Task brief — When a line in the data below includes "tracing", pick it out and copy it.

Records from a data source —
§

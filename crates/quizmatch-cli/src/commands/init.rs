//! The `quizmatch init` command.

use anyhow::Result;

use quizmatch_core::config::SAMPLE_CONFIG;

pub fn execute() -> Result<()> {
    if std::path::Path::new("quizmatch.toml").exists() {
        println!("quizmatch.toml already exists, skipping.");
    } else {
        std::fs::write("quizmatch.toml", SAMPLE_CONFIG)?;
        println!("Created quizmatch.toml");
    }

    println!("\nNext steps:");
    println!("  1. Adjust the [grades] columns to match your grade sheet");
    println!("  2. Run: quizmatch run --quiz quiz.xml --grades grades.csv");

    Ok(())
}
//! Session resolution middleware and cookie helpers
//!
//! The token comes from `Authorization: Bearer <token>` or the
//! `chronicle_session` cookie. Unknown or expired tokens yield an
//! anonymous context; endpoints that need a user reject it themselves.

use axum::{
    extract::{Request, State},
    http::{header, HeaderMap},
    middleware::Next,
    response::Response,
};
use chrono::{Duration, Utc};
use tracing::debug;

use crate::context::RequestContext;
use crate::db;
use crate::error::ApiError;
use crate::AppState;

pub const SESSION_COOKIE: &str = "chronicle_session";

/// Token presented with the request, bearer header first
pub fn session_token(headers: &HeaderMap) -> Option<String> {
    if let Some(value) = headers
        .get(header::AUTHORIZATION)
        .and_then(|value| value.to_str().ok())
    {
        if let Some(token) = value.strip_prefix("Bearer ") {
            let token = token.trim();
            if !token.is_empty() {
                return Some(token.to_string());
            }
        }
    }

    headers
        .get_all(header::COOKIE)
        .iter()
        .filter_map(|value| value.to_str().ok())
        .flat_map(|cookies| cookies.split(';'))
        .filter_map(|pair| pair.trim().split_once('='))
        .find(|(name, value)| *name == SESSION_COOKIE && !value.is_empty())
        .map(|(_, value)| value.to_string())
}

/// Attach a [`RequestContext`] to every request
pub async fn resolve_context(
    State(state): State<AppState>,
    mut request: Request,
    next: Next,
) -> Result<Response, ApiError> {
    let context = match session_token(request.headers()) {
        Some(token) => match db::sessions::find_active_user(&state.db, &token, Utc::now()).await? {
            Some(user) => RequestContext::authenticated(user, token),
            None => {
                debug!("Unknown or expired session token");
                RequestContext::anonymous()
            }
        },
        None => RequestContext::anonymous(),
    };

    request.extensions_mut().insert(context);
    Ok(next.run(request).await)
}

/// `Set-Cookie` value carrying a new session
pub fn session_cookie(token: &str, ttl: Duration, secure: bool) -> String {
    let mut cookie = format!(
        "{}={}; Path=/; HttpOnly; SameSite=Lax; Max-Age={}",
        SESSION_COOKIE,
        token,
        ttl.num_seconds()
    );
    if secure {
        cookie.push_str("; Secure");
    }
    cookie
}

/// `Set-Cookie` value that removes the session cookie
pub fn clear_session_cookie(secure: bool) -> String {
    session_cookie("", Duration::zero(), secure)
}
//! Database initialization
//!
//! Creates the database file and every table on first run. All statements
//! are idempotent so startup can run them unconditionally.

use crate::Result;
use sqlx::sqlite::{SqliteConnectOptions, SqliteJournalMode, SqlitePoolOptions};
use sqlx::SqlitePool;
use std::path::Path;
use std::time::Duration;
use tracing::info;

/// Current schema version recorded in `schema_version`
pub const SCHEMA_VERSION: i64 = 1;

/// Initialize database connection and create tables if needed
pub async fn init_database(db_path: &Path) -> Result<SqlitePool> {
    let newly_created = !db_path.exists();

    // Create parent directory if it doesn't exist
    if let Some(parent) = db_path.parent() {
        if !parent.as_os_str().is_empty() {
            std::fs::create_dir_all(parent)?;
        }
    }

    // Pragmas set on the options apply to every pooled connection
    let options = SqliteConnectOptions::new()
        .filename(db_path)
        .create_if_missing(true)
        .foreign_keys(true)
        .journal_mode(SqliteJournalMode::Wal)
        .busy_timeout(Duration::from_millis(5000));

    let pool = SqlitePoolOptions::new()
        .max_connections(10)
        .connect_with(options)
        .await?;

    if newly_created {
        info!("Initialized new database: {}", db_path.display());
    } else {
        info!("Opened existing database: {}", db_path.display());
    }

    create_schema(&pool).await?;

    Ok(pool)
}

/// Create every table and index (idempotent)
pub async fn create_schema(pool: &SqlitePool) -> Result<()> {
    create_schema_version_table(pool).await?;
    create_users_table(pool).await?;
    create_sessions_table(pool).await?;
    create_lessons_table(pool).await?;
    create_user_progress_table(pool).await?;
    create_feed_posts_table(pool).await?;
    create_feed_likes_table(pool).await?;
    create_user_saved_posts_table(pool).await?;
    create_achievements_table(pool).await?;
    create_billing_events_table(pool).await?;

    sqlx::query("INSERT OR IGNORE INTO schema_version (version) VALUES (?)")
        .bind(SCHEMA_VERSION)
        .execute(pool)
        .await?;

    Ok(())
}

async fn create_schema_version_table(pool: &SqlitePool) -> Result<()> {
    sqlx::query(
        r#"
        CREATE TABLE IF NOT EXISTS schema_version (
            version INTEGER PRIMARY KEY,
            applied_at TIMESTAMP NOT NULL DEFAULT CURRENT_TIMESTAMP
        )
        "#,
    )
    .execute(pool)
    .await?;

    Ok(())
}

async fn create_users_table(pool: &SqlitePool) -> Result<()> {
    sqlx::query(
        r#"
        CREATE TABLE IF NOT EXISTS users (
            id INTEGER PRIMARY KEY AUTOINCREMENT,
            username TEXT NOT NULL UNIQUE,
            password_hash TEXT NOT NULL,
            is_subscribed INTEGER NOT NULL DEFAULT 0,
            subscription_status TEXT,
            subscription_event_at INTEGER,
            billing_customer_id TEXT,
            billing_subscription_id TEXT,
            created_at TIMESTAMP NOT NULL DEFAULT CURRENT_TIMESTAMP
        )
        "#,
    )
    .execute(pool)
    .await?;

    Ok(())
}

async fn create_sessions_table(pool: &SqlitePool) -> Result<()> {
    sqlx::query(
        r#"
        CREATE TABLE IF NOT EXISTS sessions (
            token TEXT PRIMARY KEY,
            user_id INTEGER NOT NULL REFERENCES users(id) ON DELETE CASCADE,
            created_at TIMESTAMP NOT NULL,
            expires_at TIMESTAMP NOT NULL
        )
        "#,
    )
    .execute(pool)
    .await?;

    sqlx::query("CREATE INDEX IF NOT EXISTS idx_sessions_user ON sessions(user_id)")
        .execute(pool)
        .await?;

    Ok(())
}

async fn create_lessons_table(pool: &SqlitePool) -> Result<()> {
    sqlx::query(
        r#"
        CREATE TABLE IF NOT EXISTS lessons (
            id INTEGER PRIMARY KEY AUTOINCREMENT,
            title TEXT NOT NULL,
            description TEXT NOT NULL,
            content TEXT NOT NULL,
            era TEXT NOT NULL,
            image_url TEXT,
            is_premium INTEGER NOT NULL DEFAULT 0,
            estimated_minutes INTEGER NOT NULL CHECK (estimated_minutes > 0),
            prerequisites TEXT NOT NULL DEFAULT '[]',
            created_at TIMESTAMP NOT NULL DEFAULT CURRENT_TIMESTAMP
        )
        "#,
    )
    .execute(pool)
    .await?;

    sqlx::query("CREATE INDEX IF NOT EXISTS idx_lessons_era ON lessons(era)")
        .execute(pool)
        .await?;

    Ok(())
}

/// At most one progress row per (user, lesson)
async fn create_user_progress_table(pool: &SqlitePool) -> Result<()> {
    sqlx::query(
        r#"
        CREATE TABLE IF NOT EXISTS user_progress (
            id INTEGER PRIMARY KEY AUTOINCREMENT,
            user_id INTEGER NOT NULL REFERENCES users(id),
            lesson_id INTEGER NOT NULL REFERENCES lessons(id),
            completed INTEGER NOT NULL DEFAULT 0,
            last_attempted TIMESTAMP NOT NULL DEFAULT CURRENT_TIMESTAMP,
            UNIQUE (user_id, lesson_id)
        )
        "#,
    )
    .execute(pool)
    .await?;

    Ok(())
}

async fn create_feed_posts_table(pool: &SqlitePool) -> Result<()> {
    sqlx::query(
        r#"
        CREATE TABLE IF NOT EXISTS feed_posts (
            id INTEGER PRIMARY KEY AUTOINCREMENT,
            author_id INTEGER NOT NULL REFERENCES users(id),
            title TEXT NOT NULL,
            content TEXT NOT NULL,
            media_url TEXT,
            likes INTEGER NOT NULL DEFAULT 0 CHECK (likes >= 0),
            tags TEXT NOT NULL DEFAULT '[]',
            created_at TIMESTAMP NOT NULL DEFAULT CURRENT_TIMESTAMP
        )
        "#,
    )
    .execute(pool)
    .await?;

    Ok(())
}

async fn create_feed_likes_table(pool: &SqlitePool) -> Result<()> {
    sqlx::query(
        r#"
        CREATE TABLE IF NOT EXISTS feed_likes (
            id INTEGER PRIMARY KEY AUTOINCREMENT,
            user_id INTEGER NOT NULL REFERENCES users(id),
            post_id INTEGER NOT NULL REFERENCES feed_posts(id),
            created_at TIMESTAMP NOT NULL DEFAULT CURRENT_TIMESTAMP,
            UNIQUE (user_id, post_id)
        )
        "#,
    )
    .execute(pool)
    .await?;

    Ok(())
}

async fn create_user_saved_posts_table(pool: &SqlitePool) -> Result<()> {
    sqlx::query(
        r#"
        CREATE TABLE IF NOT EXISTS user_saved_posts (
            id INTEGER PRIMARY KEY AUTOINCREMENT,
            user_id INTEGER NOT NULL REFERENCES users(id),
            post_id INTEGER NOT NULL REFERENCES feed_posts(id),
            created_at TIMESTAMP NOT NULL DEFAULT CURRENT_TIMESTAMP,
            UNIQUE (user_id, post_id)
        )
        "#,
    )
    .execute(pool)
    .await?;

    Ok(())
}

/// Append-only log
async fn create_achievements_table(pool: &SqlitePool) -> Result<()> {
    sqlx::query(
        r#"
        CREATE TABLE IF NOT EXISTS achievements (
            id INTEGER PRIMARY KEY AUTOINCREMENT,
            user_id INTEGER NOT NULL REFERENCES users(id),
            kind TEXT NOT NULL,
            details TEXT NOT NULL,
            awarded_at TIMESTAMP NOT NULL DEFAULT CURRENT_TIMESTAMP
        )
        "#,
    )
    .execute(pool)
    .await?;

    Ok(())
}

/// Ledger of processed billing notifications, keyed by the processor's event id
async fn create_billing_events_table(pool: &SqlitePool) -> Result<()> {
    sqlx::query(
        r#"
        CREATE TABLE IF NOT EXISTS billing_events (
            event_id TEXT PRIMARY KEY,
            event_type TEXT NOT NULL,
            user_id INTEGER,
            outcome TEXT NOT NULL,
            received_at TIMESTAMP NOT NULL DEFAULT CURRENT_TIMESTAMP
        )
        "#,
    )
    .execute(pool)
    .await?;

    Ok(())
}
//! Billing processor client
//!
//! The processor is reached through [`BillingProvider`] so tests can run
//! against an in-process fake. [`StripeClient`] speaks the Stripe REST API
//! (form-encoded requests, bearer secret key).

use async_trait::async_trait;
use chronicle_common::config::BillingConfig;
use chronicle_common::db::User;
use serde::{Deserialize, Serialize};
use sqlx::SqlitePool;
use std::time::Duration;
use thiserror::Error;
use tracing::{debug, info, warn};

use crate::db;
use crate::error::ApiResult;

const USER_AGENT: &str = concat!("chronicle-server/", env!("CARGO_PKG_VERSION"));
const REQUEST_TIMEOUT_SECS: u64 = 30;

#[derive(Debug, Error)]
pub enum BillingError {
    #[error("Billing is not configured")]
    NotConfigured,

    #[error("Network error: {0}")]
    Network(String),

    #[error("API error {status}: {message}")]
    Api { status: u16, message: String },

    #[error("Parse error: {0}")]
    Parse(String),
}

/// What the client needs to confirm payment
#[derive(Debug, Clone, PartialEq, Eq, Serialize)]
#[serde(rename_all = "camelCase")]
pub struct SubscriptionIntent {
    pub subscription_id: String,
    pub client_secret: String,
}

#[async_trait]
pub trait BillingProvider: Send + Sync {
    /// Create a customer for `user`, returning the customer id
    async fn create_customer(&self, user: &User) -> Result<String, BillingError>;

    /// Create an incomplete subscription awaiting payment confirmation
    async fn create_subscription(
        &self,
        customer_id: &str,
        user: &User,
    ) -> Result<SubscriptionIntent, BillingError>;
}

#[derive(Debug, Deserialize)]
struct CustomerResponse {
    id: String,
}

#[derive(Debug, Deserialize)]
struct SubscriptionResponse {
    id: String,
    latest_invoice: Option<InvoiceResponse>,
}

#[derive(Debug, Deserialize)]
struct InvoiceResponse {
    payment_intent: Option<PaymentIntentResponse>,
}

#[derive(Debug, Deserialize)]
struct PaymentIntentResponse {
    client_secret: Option<String>,
}

#[derive(Debug, Deserialize)]
struct ErrorEnvelope {
    error: ErrorBody,
}

#[derive(Debug, Deserialize)]
struct ErrorBody {
    message: Option<String>,
}

/// Stripe REST client
pub struct StripeClient {
    http_client: reqwest::Client,
    api_base: String,
    secret_key: String,
    price_id: String,
}

impl StripeClient {
    pub fn new(api_base: String, secret_key: String, price_id: String) -> Result<Self, BillingError> {
        let http_client = reqwest::Client::builder()
            .user_agent(USER_AGENT)
            .timeout(Duration::from_secs(REQUEST_TIMEOUT_SECS))
            .build()
            .map_err(|e| BillingError::Network(e.to_string()))?;

        Ok(Self {
            http_client,
            api_base: api_base.trim_end_matches('/').to_string(),
            secret_key,
            price_id,
        })
    }

    /// Build from configuration; `NotConfigured` without a secret key
    pub fn from_config(config: &BillingConfig) -> Result<Self, BillingError> {
        let secret_key = config.secret_key.clone().ok_or(BillingError::NotConfigured)?;
        Self::new(config.api_base.clone(), secret_key, config.price_id.clone())
    }

    async fn post_form<T: for<'de> Deserialize<'de>>(
        &self,
        path: &str,
        params: &[(&str, String)],
    ) -> Result<T, BillingError> {
        let url = format!("{}{}", self.api_base, path);
        debug!(url = %url, "Billing API request");

        let response = self
            .http_client
            .post(&url)
            .bearer_auth(&self.secret_key)
            .form(params)
            .send()
            .await
            .map_err(|e| BillingError::Network(e.to_string()))?;

        let status = response.status();
        if !status.is_success() {
            let text = response.text().await.unwrap_or_default();
            let message = serde_json::from_str::<ErrorEnvelope>(&text)
                .ok()
                .and_then(|envelope| envelope.error.message)
                .unwrap_or(text);
            warn!(status = status.as_u16(), "Billing API rejected request: {}", message);
            return Err(BillingError::Api {
                status: status.as_u16(),
                message,
            });
        }

        response
            .json::<T>()
            .await
            .map_err(|e| BillingError::Parse(e.to_string()))
    }
}

#[async_trait]
impl BillingProvider for StripeClient {
    async fn create_customer(&self, user: &User) -> Result<String, BillingError> {
        let params = [
            ("email", user.username.clone()),
            ("metadata[userId]", user.id.to_string()),
        ];
        let customer: CustomerResponse = self.post_form("/v1/customers", &params).await?;
        Ok(customer.id)
    }

    async fn create_subscription(
        &self,
        customer_id: &str,
        user: &User,
    ) -> Result<SubscriptionIntent, BillingError> {
        let params = [
            ("customer", customer_id.to_string()),
            ("items[0][price]", self.price_id.clone()),
            ("payment_behavior", "default_incomplete".to_string()),
            ("expand[]", "latest_invoice.payment_intent".to_string()),
            ("metadata[userId]", user.id.to_string()),
        ];
        let subscription: SubscriptionResponse =
            self.post_form("/v1/subscriptions", &params).await?;

        let client_secret = subscription
            .latest_invoice
            .and_then(|invoice| invoice.payment_intent)
            .and_then(|intent| intent.client_secret)
            .ok_or_else(|| {
                BillingError::Parse("Subscription has no payment intent client secret".to_string())
            })?;

        Ok(SubscriptionIntent {
            subscription_id: subscription.id,
            client_secret,
        })
    }
}

/// Stand-in used when no billing secret key is configured
pub struct UnconfiguredBilling;

#[async_trait]
impl BillingProvider for UnconfiguredBilling {
    async fn create_customer(&self, _user: &User) -> Result<String, BillingError> {
        Err(BillingError::NotConfigured)
    }

    async fn create_subscription(
        &self,
        _customer_id: &str,
        _user: &User,
    ) -> Result<SubscriptionIntent, BillingError> {
        Err(BillingError::NotConfigured)
    }
}

/// Begin a subscription for `user`
///
/// Reuses the user's billing customer when one exists and records the new
/// subscription id. The entitlement flag is left alone; it changes only
/// when the processor confirms through a webhook.
pub async fn start_subscription(
    pool: &SqlitePool,
    provider: &dyn BillingProvider,
    user: &User,
) -> ApiResult<SubscriptionIntent> {
    let customer_id = match &user.billing_customer_id {
        Some(existing) => existing.clone(),
        None => {
            let created = provider.create_customer(user).await?;
            // Saved before the subscription call so a retry reuses it
            db::users::set_billing_customer(pool, user.id, &created).await?;
            debug!(user_id = user.id, customer_id = %created, "Billing customer created");
            created
        }
    };

    let intent = provider.create_subscription(&customer_id, user).await?;
    db::users::set_billing_subscription(pool, user.id, &intent.subscription_id).await?;

    info!(
        user_id = user.id,
        subscription_id = %intent.subscription_id,
        "Subscription initiated"
    );

    Ok(intent)
}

§

Expected answer —
use tracing::debug;
use tracing::info;
use tracing::{debug, info, warn};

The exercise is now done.